> **What to work on**: The answer is every line in the data below that contains the word "FixedFolder".

> **Available records**:
BEGIN
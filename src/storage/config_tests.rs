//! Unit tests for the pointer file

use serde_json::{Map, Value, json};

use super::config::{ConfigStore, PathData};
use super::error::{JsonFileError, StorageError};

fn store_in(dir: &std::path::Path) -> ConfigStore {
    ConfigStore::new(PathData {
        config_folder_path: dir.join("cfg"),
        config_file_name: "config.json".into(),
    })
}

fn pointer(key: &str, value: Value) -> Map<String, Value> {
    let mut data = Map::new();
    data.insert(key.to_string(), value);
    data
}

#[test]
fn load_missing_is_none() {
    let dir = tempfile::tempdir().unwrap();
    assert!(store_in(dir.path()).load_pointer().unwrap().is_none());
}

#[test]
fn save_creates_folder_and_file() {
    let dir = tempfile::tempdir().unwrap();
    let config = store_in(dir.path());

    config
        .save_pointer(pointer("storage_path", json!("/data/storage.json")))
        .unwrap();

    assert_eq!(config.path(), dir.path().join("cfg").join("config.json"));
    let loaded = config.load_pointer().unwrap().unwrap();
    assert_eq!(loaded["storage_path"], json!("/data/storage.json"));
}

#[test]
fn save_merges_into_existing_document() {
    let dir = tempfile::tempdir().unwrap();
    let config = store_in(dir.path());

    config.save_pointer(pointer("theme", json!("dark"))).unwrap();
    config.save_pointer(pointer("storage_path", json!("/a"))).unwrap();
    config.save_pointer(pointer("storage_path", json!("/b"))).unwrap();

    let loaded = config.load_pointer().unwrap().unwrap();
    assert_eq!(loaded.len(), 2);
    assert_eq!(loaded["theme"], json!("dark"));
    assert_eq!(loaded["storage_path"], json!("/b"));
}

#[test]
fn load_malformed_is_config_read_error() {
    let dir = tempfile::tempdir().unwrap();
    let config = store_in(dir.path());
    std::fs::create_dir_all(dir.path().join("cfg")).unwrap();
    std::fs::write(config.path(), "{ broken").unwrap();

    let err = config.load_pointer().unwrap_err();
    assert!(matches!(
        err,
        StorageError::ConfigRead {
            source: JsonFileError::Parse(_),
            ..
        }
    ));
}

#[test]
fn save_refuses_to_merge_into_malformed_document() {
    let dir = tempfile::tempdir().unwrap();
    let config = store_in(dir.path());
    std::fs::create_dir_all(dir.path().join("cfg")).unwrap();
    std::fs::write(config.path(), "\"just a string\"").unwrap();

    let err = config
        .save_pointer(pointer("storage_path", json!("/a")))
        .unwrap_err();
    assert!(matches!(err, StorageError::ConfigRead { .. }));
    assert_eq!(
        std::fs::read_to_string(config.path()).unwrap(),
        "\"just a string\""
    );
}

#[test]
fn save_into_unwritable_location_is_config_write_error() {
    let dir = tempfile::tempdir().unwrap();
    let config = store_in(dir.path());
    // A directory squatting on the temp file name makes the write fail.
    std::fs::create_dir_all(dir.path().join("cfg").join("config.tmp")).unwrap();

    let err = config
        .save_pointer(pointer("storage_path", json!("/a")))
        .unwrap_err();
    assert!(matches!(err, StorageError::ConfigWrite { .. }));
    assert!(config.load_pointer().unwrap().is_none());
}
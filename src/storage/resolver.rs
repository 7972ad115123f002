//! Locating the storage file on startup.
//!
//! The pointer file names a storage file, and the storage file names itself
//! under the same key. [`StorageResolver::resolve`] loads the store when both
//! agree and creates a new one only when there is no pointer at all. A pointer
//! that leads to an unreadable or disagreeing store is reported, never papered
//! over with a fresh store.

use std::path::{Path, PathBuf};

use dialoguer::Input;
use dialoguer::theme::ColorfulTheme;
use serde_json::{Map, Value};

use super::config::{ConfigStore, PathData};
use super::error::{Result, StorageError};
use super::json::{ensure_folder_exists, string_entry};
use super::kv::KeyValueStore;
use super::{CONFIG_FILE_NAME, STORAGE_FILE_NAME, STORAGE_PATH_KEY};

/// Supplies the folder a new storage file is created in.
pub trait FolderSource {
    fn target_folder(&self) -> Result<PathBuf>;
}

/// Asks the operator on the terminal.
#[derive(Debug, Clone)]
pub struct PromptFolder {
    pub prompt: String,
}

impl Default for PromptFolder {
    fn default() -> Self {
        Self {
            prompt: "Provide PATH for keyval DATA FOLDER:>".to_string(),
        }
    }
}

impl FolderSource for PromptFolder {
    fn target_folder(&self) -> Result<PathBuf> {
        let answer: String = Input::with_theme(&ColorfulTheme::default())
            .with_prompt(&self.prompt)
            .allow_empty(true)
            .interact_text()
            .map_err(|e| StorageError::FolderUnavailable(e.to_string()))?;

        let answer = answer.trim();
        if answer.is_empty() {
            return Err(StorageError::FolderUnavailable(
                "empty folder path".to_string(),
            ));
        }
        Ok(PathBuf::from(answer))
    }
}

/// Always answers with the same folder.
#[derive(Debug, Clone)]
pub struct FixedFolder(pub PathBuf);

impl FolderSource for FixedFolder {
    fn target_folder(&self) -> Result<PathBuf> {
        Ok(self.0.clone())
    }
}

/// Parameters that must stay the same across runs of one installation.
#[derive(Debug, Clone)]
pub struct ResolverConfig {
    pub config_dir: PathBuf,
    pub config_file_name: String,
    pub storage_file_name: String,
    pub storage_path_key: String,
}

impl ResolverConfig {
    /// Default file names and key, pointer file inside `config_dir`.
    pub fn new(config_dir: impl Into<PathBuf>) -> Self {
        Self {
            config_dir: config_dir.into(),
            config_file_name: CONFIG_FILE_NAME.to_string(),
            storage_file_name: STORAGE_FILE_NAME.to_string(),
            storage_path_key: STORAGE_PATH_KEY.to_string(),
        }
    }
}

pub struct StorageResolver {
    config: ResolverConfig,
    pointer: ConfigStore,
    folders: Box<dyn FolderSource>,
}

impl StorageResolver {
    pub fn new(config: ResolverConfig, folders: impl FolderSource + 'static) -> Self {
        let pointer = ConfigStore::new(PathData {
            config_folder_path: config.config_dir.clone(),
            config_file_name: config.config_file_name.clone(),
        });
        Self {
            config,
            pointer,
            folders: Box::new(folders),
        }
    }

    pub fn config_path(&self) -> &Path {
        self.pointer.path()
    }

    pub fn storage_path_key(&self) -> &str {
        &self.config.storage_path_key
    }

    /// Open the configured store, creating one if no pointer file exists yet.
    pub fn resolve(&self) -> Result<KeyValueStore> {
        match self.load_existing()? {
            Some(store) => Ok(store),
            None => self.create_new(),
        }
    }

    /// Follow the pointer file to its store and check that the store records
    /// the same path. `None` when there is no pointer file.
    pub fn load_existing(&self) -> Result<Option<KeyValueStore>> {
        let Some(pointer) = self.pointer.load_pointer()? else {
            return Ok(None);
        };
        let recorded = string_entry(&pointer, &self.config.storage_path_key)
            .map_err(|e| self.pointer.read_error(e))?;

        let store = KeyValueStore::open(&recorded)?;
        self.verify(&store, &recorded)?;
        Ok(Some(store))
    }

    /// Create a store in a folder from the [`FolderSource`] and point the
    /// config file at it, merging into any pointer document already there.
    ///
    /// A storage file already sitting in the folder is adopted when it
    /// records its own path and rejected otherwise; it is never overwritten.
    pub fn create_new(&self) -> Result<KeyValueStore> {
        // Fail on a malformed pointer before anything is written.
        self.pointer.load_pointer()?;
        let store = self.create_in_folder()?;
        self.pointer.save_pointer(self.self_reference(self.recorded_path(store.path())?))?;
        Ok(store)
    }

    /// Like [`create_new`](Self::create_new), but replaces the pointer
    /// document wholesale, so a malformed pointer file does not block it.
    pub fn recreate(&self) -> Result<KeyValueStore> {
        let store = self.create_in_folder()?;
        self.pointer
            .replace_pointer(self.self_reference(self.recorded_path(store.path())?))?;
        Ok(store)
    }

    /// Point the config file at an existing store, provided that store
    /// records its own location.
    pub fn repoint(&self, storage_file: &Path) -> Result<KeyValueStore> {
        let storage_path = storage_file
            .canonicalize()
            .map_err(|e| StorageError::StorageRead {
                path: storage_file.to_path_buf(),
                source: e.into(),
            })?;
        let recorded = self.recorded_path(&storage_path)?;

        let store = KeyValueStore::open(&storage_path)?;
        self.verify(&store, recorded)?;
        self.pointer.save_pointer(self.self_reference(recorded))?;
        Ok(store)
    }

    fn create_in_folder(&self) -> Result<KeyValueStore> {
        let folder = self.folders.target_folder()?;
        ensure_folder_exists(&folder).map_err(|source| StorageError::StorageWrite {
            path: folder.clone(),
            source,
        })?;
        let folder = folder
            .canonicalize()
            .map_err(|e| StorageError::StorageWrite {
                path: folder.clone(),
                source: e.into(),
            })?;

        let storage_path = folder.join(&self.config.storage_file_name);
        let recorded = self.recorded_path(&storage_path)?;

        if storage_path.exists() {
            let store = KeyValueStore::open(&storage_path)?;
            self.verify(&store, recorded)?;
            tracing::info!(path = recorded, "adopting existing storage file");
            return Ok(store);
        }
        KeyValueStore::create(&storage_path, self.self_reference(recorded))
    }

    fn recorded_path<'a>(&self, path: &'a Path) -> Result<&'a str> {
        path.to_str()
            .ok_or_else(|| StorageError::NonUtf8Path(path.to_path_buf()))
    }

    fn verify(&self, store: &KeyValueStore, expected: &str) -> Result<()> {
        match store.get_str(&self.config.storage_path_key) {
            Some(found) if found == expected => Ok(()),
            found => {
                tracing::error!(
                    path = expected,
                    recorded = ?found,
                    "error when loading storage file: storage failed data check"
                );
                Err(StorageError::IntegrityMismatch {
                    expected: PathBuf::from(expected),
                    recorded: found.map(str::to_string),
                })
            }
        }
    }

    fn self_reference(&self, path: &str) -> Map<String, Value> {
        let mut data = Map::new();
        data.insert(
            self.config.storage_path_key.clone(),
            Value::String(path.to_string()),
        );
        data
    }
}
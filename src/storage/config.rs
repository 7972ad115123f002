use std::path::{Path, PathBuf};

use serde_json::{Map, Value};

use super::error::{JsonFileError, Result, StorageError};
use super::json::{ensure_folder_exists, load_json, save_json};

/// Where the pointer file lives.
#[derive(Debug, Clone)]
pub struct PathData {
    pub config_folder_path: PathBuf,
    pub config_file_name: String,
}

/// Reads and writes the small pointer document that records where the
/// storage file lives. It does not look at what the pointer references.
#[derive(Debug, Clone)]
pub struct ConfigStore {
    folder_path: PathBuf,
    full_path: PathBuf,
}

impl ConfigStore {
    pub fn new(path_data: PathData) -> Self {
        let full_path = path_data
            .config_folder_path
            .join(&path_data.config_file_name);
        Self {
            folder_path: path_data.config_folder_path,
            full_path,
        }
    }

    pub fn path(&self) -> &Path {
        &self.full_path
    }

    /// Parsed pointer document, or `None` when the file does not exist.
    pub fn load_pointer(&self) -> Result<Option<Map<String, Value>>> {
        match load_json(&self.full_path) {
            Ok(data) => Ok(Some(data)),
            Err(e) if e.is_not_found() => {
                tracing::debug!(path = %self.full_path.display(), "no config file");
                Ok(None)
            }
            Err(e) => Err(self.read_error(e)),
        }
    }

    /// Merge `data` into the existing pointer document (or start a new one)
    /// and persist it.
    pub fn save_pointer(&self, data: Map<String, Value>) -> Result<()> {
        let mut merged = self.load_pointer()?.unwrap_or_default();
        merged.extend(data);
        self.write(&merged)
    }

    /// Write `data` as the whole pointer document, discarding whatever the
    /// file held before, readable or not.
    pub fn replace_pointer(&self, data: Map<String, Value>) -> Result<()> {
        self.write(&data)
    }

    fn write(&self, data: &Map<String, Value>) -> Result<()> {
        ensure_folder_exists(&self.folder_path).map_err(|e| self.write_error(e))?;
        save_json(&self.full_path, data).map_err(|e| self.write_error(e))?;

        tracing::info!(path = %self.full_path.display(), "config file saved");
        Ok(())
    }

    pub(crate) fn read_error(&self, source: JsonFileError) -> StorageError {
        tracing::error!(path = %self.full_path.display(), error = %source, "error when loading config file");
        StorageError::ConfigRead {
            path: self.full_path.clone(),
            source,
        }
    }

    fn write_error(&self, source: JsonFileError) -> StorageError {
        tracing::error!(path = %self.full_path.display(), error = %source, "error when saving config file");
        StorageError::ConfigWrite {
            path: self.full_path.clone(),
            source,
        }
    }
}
END
> **Response to the task**:
pub struct FixedFolder(pub PathBuf);
impl FolderSource for FixedFolder {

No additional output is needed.